The Christian Jews knew God’s law and were supposed to be a light unto the world by teaching others, but they approved the Trinity. They knew the writings of old so they were “without excuse: Because that, when they knew God, they glorified him not as God, neither were thankful; but became vain in their imaginations, and their foolish heart was darkened. Professing themselves to be wise, they became fools, And changed the glory of the incorruptible God into an image made like to corruptible man” (Romans 1:20-23). The Trinity dogma, adopted by the Roman Church is not biblical.

Paul accused the Roman Christian Jews of sacrilege because they worshipped a Trinity god. “Thou therefore which teachest another, teachest thou not thyself? thou that preachest a man should not steal, dost thou steal? Thou that sayest a man should not commit adultery, dost thou commit adultery? thou that abhorrest idols, dost thou commit sacrilege” (Romans 2:21,22)? The Christian Jews knew the apostolic doctrine and God’s hatred for idolatry. They taught against idolatry but allowed the Roman converts to worship Jesus as “an image made like to corruptible man” (Romans 1:23). The Christians Jews hated idols, yet they foolishly profaned God’s name by worshipping Jesus as the second person in the Trinity.

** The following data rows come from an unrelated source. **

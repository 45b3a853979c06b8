use std::collections::HashMap;

use async_trait::async_trait;
use tokio::time::{sleep, Duration};
use tracing::info;

use log_producer_sink::config::{
    FLUSH_TIMEOUT_MS, LOG_ACCESS_KEY, LOG_ACCESS_KEY_ID, LOG_ENDPOINT, LOG_LOGSTORE, LOG_PROJECT,
};
use log_producer_sink::init::init_logging;
use log_producer_sink::producer::{LogProducer, SendHandle, SharedProducer};
use log_producer_sink::record::{LogRequest, RawLog, RawLogGroup, SendResult};
use log_producer_sink::{CheckpointedSink, LogProducerSink, ProducerError, RuntimeContext};

/// Example of plugging in a custom batching client by implementing
/// `LogProducer` directly. Imagine this talks to a proprietary log
/// service; here every batch is printed and acknowledged after a delay.
struct DelayedPrintProducer {
    delay: Duration,
}

#[async_trait]
impl LogProducer for DelayedPrintProducer {
    async fn send(&self, request: LogRequest) -> Result<SendHandle, ProducerError> {
        let (resolver, handle) = SendHandle::channel();
        let delay = self.delay;
        tokio::spawn(async move {
            sleep(delay).await;
            println!(
                "[my-log-service] {}/{} topic={} items={}",
                request.project,
                request.logstore,
                request.topic,
                request.items.len()
            );
            resolver.resolve(Ok(SendResult::success(1)));
        });
        Ok(handle)
    }

    async fn close(&self) -> Result<(), ProducerError> {
        Ok(())
    }
}

fn to_group(line: &String) -> Option<RawLogGroup> {
    let mut group = RawLogGroup::new("orders", "custom_producer");
    group.push(RawLog::now().with_field("message", line.clone()));
    Some(group)
}

#[tokio::main]
async fn main() -> Result<(), Box<dyn std::error::Error + Send + Sync>> {
    init_logging()?;

    let props: HashMap<String, String> = [
        (LOG_PROJECT, "my-project"),
        (LOG_LOGSTORE, "orders"),
        (LOG_ENDPOINT, "localhost"),
        (LOG_ACCESS_KEY_ID, "id"),
        (LOG_ACCESS_KEY, "key"),
        (FLUSH_TIMEOUT_MS, "5000"),
    ]
    .into_iter()
    .map(|(k, v)| (k.to_string(), v.to_string()))
    .collect();

    let producer = SharedProducer::new(DelayedPrintProducer {
        delay: Duration::from_millis(300),
    });
    let mut sink = LogProducerSink::<String>::new(to_group, &props, producer)?;
    sink.open(RuntimeContext::default()).await?;

    for i in 0..5 {
        sink.invoke(&format!("order {i} failed")).await?;
    }
    info!(pending = sink.pending(), "taking checkpoint");

    // Blocks until the delayed acknowledgements arrived.
    let state = sink.snapshot_state().await?;
    info!(outcome = ?state.outcome, elapsed_ms = state.elapsed.as_millis() as u64, "checkpoint done");

    sink.close().await?;
    Ok(())
}
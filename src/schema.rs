use crate::record::RawLogGroup;

/// Converts one stream element into the logs that should be shipped for it.
///
/// Returning `None`, or a group without logs, means the element produces
/// no batch at all.
pub trait LogSerializationSchema<T>: Send + Sync {
    fn serialize(&self, element: &T) -> Option<RawLogGroup>;
}

impl<T, F> LogSerializationSchema<T> for F
where
    F: Fn(&T) -> Option<RawLogGroup> + Send + Sync,
{
    fn serialize(&self, element: &T) -> Option<RawLogGroup> {
        self(element)
    }
}

#[cfg(feature = "json")]
pub use json::JsonLogSchema;

#[cfg(feature = "json")]
mod json {
    use super::LogSerializationSchema;
    use crate::record::{unix_seconds_now, RawLog, RawLogGroup};
    use serde::Serialize;
    use serde_json::Value;
    use std::marker::PhantomData;
    use tracing::warn;

    /// Field used for values that do not serialize to a JSON object.
    pub const CONTENT_FIELD: &str = "content";

    /// Flattens any `Serialize` element into a single log.
    ///
    /// Top-level object fields become log fields: strings are copied
    /// verbatim, nulls are skipped and every other value is rendered as
    /// compact JSON. Any other value is stored under [`CONTENT_FIELD`].
    pub struct JsonLogSchema<T> {
        topic: String,
        source: String,
        time_field: Option<String>,
        _element: PhantomData<fn(&T)>,
    }

    impl<T> JsonLogSchema<T> {
        pub fn new(topic: impl Into<String>, source: impl Into<String>) -> Self {
            Self {
                topic: topic.into(),
                source: source.into(),
                time_field: None,
                _element: PhantomData,
            }
        }

        /// Use an integer field (unix seconds) as the log time. The field is
        /// removed from the log contents; a value that is not a valid u32
        /// stays as an ordinary field.
        pub fn with_time_field(mut self, field: impl Into<String>) -> Self {
            self.time_field = Some(field.into());
            self
        }

        fn to_log(&self, value: Value) -> RawLog {
            let mut log = RawLog::new(unix_seconds_now());
            match value {
                Value::Object(mut map) => {
                    if let Some(field) = &self.time_field {
                        if let Some(time) = map
                            .get(field)
                            .and_then(Value::as_u64)
                            .and_then(|t| u32::try_from(t).ok())
                        {
                            log.time = time;
                            map.remove(field);
                        }
                    }
                    for (key, value) in map {
                        match value {
                            Value::Null => {}
                            Value::String(s) => {
                                log.contents.insert(key, s);
                            }
                            other => {
                                log.contents.insert(key, other.to_string());
                            }
                        }
                    }
                }
                Value::String(s) => {
                    log.contents.insert(CONTENT_FIELD.to_string(), s);
                }
                Value::Null => {}
                other => {
                    log.contents.insert(CONTENT_FIELD.to_string(), other.to_string());
                }
            }
            log
        }
    }

    impl<T: Serialize> LogSerializationSchema<T> for JsonLogSchema<T> {
        fn serialize(&self, element: &T) -> Option<RawLogGroup> {
            let value = match serde_json::to_value(element) {
                Ok(v) => v,
                Err(e) => {
                    warn!(error = %e, "failed to serialize element, skipping");
                    return None;
                }
            };
            let mut group = RawLogGroup::new(self.topic.clone(), self.source.clone());
            group.push(self.to_log(value));
            Some(group)
        }
    }

}
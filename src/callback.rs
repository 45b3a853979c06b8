use crate::error::ProducerError;
use crate::producer::SendHandle;
use crate::record::SendResult;
use crate::tracker::PendingWrites;
use tokio::sync::mpsc;
use tokio::task::JoinHandle;
use tokio::time::{timeout, Duration};
use tracing::{debug, error, warn};

/// Terminal outcome of one submitted batch.
#[derive(Debug, Clone, PartialEq, Eq)]
pub enum Completion {
    /// The handle resolved. The service may still have rejected the batch,
    /// see [`SendResult::successful`].
    Success(SendResult),
    Failure(ProducerError),
}

impl From<Result<SendResult, ProducerError>> for Completion {
    fn from(res: Result<SendResult, ProducerError>) -> Self {
        match res {
            Ok(result) => Completion::Success(result),
            Err(e) => Completion::Failure(e),
        }
    }
}

/// Completion callback: settle the pending count first, then report.
///
/// Failures are only logged; they never reach the record path.
pub fn on_completion(pending: &PendingWrites, completion: Completion) {
    pending.decrement();
    match completion {
        Completion::Success(result) if !result.successful => {
            error!(
                code = result.error_code.as_deref().unwrap_or(""),
                error_message = result.error_message.as_deref().unwrap_or(""),
                retries = result.attempt_count,
                "send logs failed"
            );
        }
        Completion::Success(_) => {}
        Completion::Failure(e) => {
            error!(error = %e, "send logs failed");
        }
    }
}

/// Dedicated task that runs every completion callback.
///
/// Each attached [`SendHandle`] is awaited by a small forwarding task which
/// hands the outcome over a channel to the single worker task, so
/// callbacks run one at a time and never on the submitting task.
pub struct CallbackWorker {
    pending: PendingWrites,
    sender: Option<mpsc::UnboundedSender<Completion>>,
    handle: Option<JoinHandle<()>>,
}

impl CallbackWorker {
    /// Spawn the worker task on the current tokio runtime.
    pub fn start(pending: PendingWrites) -> Self {
        let (tx, mut rx) = mpsc::unbounded_channel::<Completion>();
        let pending_bg = pending.clone();

        let handle = tokio::spawn(async move {
            while let Some(completion) = rx.recv().await {
                on_completion(&pending_bg, completion);
            }
            debug!("callback worker drained");
        });

        Self {
            pending,
            sender: Some(tx),
            handle: Some(handle),
        }
    }

    /// Run the completion callback for `send` once it resolves.
    ///
    /// The caller must already have counted the batch as pending. The
    /// forwarding task only holds a weak sender while it waits, so an
    /// unresolved batch never keeps the worker alive during shutdown.
    pub fn attach(&self, send: SendHandle) {
        let pending = self.pending.clone();
        let sender = self.sender.as_ref().map(|tx| tx.downgrade());
        tokio::spawn(async move {
            let completion = Completion::from(send.await);
            let undelivered = match sender.and_then(|weak| weak.upgrade()) {
                Some(tx) => tx.send(completion).err().map(|e| e.0),
                None => Some(completion),
            };
            // Worker already gone: settle here so the count stays exact.
            if let Some(completion) = undelivered {
                on_completion(&pending, completion);
            }
        });
    }

    /// Stop accepting callbacks and wait for queued ones to finish.
    ///
    /// Outcomes already handed to the worker are processed; batches that
    /// resolve later are settled by their forwarding task. Waits up to
    /// `grace` for the worker to drain, then aborts it and waits up to
    /// `grace` again. Never fails; a worker that does not stop is logged.
    pub async fn shutdown(&mut self, grace: Duration) {
        self.sender = None;
        let Some(mut handle) = self.handle.take() else {
            return;
        };

        if timeout(grace, &mut handle).await.is_ok() {
            return;
        }
        warn!(
            grace_ms = grace.as_millis() as u64,
            pending = self.pending.current(),
            "callback worker did not drain in time, aborting"
        );
        handle.abort();
        if timeout(grace, handle).await.is_err() {
            warn!("stop callback worker failed");
        }
    }
}

impl Drop for CallbackWorker {
    fn drop(&mut self) {
        if let Some(handle) = self.handle.take() {
            handle.abort();
        }
    }
}

#[cfg(test)]
mod tests {
    use super::*;
    use std::sync::{Arc, Mutex};
    use tracing::{Event, Subscriber};
    use tracing_subscriber::layer::{Context, Layer, SubscriberExt};
    use tracing_subscriber::Registry;

    /// Records the pending count at the moment each event is emitted.
    struct CountAtEvent {
        pending: PendingWrites,
        seen: Arc<Mutex<Vec<i64>>>,
    }

    impl<S: Subscriber> Layer<S> for CountAtEvent {
        fn on_event(&self, _event: &Event<'_>, _ctx: Context<'_, S>) {
            self.seen.lock().unwrap().push(self.pending.current());
        }
    }

    async fn settle() {
        for _ in 0..20 {
            tokio::task::yield_now().await;
        }
    }

    #[test]
    fn callback_decrements_on_every_outcome() {
        let pending = PendingWrites::new();
        for _ in 0..3 {
            pending.increment();
        }

        on_completion(&pending, Completion::Success(SendResult::success(1)));
        on_completion(
            &pending,
            Completion::Success(SendResult::failure(3, "WriteQuotaExceed", "quota exceeded")),
        );
        on_completion(&pending, Completion::Failure(ProducerError::Transport("reset".into())));

        assert_eq!(pending.current(), 0);
    }

    #[test]
    fn callback_decrements_before_it_logs() {
        let pending = PendingWrites::new();
        let seen = Arc::new(Mutex::new(Vec::new()));
        let subscriber = Registry::default().with(CountAtEvent {
            pending: pending.clone(),
            seen: Arc::clone(&seen),
        });

        tracing::subscriber::with_default(subscriber, || {
            pending.increment();
            pending.increment();
            on_completion(
                &pending,
                Completion::Success(SendResult::failure(2, "Unauthorized", "bad key")),
            );
            on_completion(
                &pending,
                Completion::Failure(ProducerError::Rejected {
                    code: "ShardWriteQuotaExceed".into(),
                    message: "shard quota exceeded".into(),
                }),
            );
        });

        assert_eq!(*seen.lock().unwrap(), vec![1, 0]);
    }

    #[tokio::test]
    async fn worker_runs_callbacks_for_attached_handles() {
        let pending = PendingWrites::new();
        let mut worker = CallbackWorker::start(pending.clone());

        let (first, first_handle) = SendHandle::channel();
        let (second, second_handle) = SendHandle::channel();
        pending.increment();
        worker.attach(first_handle);
        pending.increment();
        worker.attach(second_handle);

        second.resolve(Err(ProducerError::BufferFull));
        first.resolve(Ok(SendResult::success(1)));

        worker.shutdown(Duration::from_secs(3)).await;
        settle().await;
        assert_eq!(pending.current(), 0);
    }

    #[tokio::test(start_paused = true)]
    async fn shutdown_does_not_wait_for_unresolved_handles() {
        let pending = PendingWrites::new();
        let mut worker = CallbackWorker::start(pending.clone());

        let (_resolver, handle) = SendHandle::channel();
        pending.increment();
        worker.attach(handle);

        let begin = tokio::time::Instant::now();
        worker.shutdown(Duration::from_secs(3)).await;
        assert!(begin.elapsed() < Duration::from_secs(3));
        assert_eq!(pending.current(), 1);
    }

    #[tokio::test]
    async fn handles_resolving_after_shutdown_still_decrement() {
        let pending = PendingWrites::new();
        let mut worker = CallbackWorker::start(pending.clone());

        let (resolver, handle) = SendHandle::channel();
        pending.increment();
        worker.attach(handle);
        worker.shutdown(Duration::from_millis(10)).await;

        drop(resolver);
        settle().await;
        assert_eq!(pending.current(), 0);
    }
}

Contradicting the Trinity, Paul said the Godhead is clearly understood. “For the invisible things of him from the creation of the world are clearly seen, being understood by the things that are made, even, his eternal power and Godhead” (Romans 1:20). The Roman Christian Jews saw God’s miracles through Jesus but did not glorify Jesus as God. The Trinity stole God’s’ identity (Jesus) and stripped Jesus of His deity.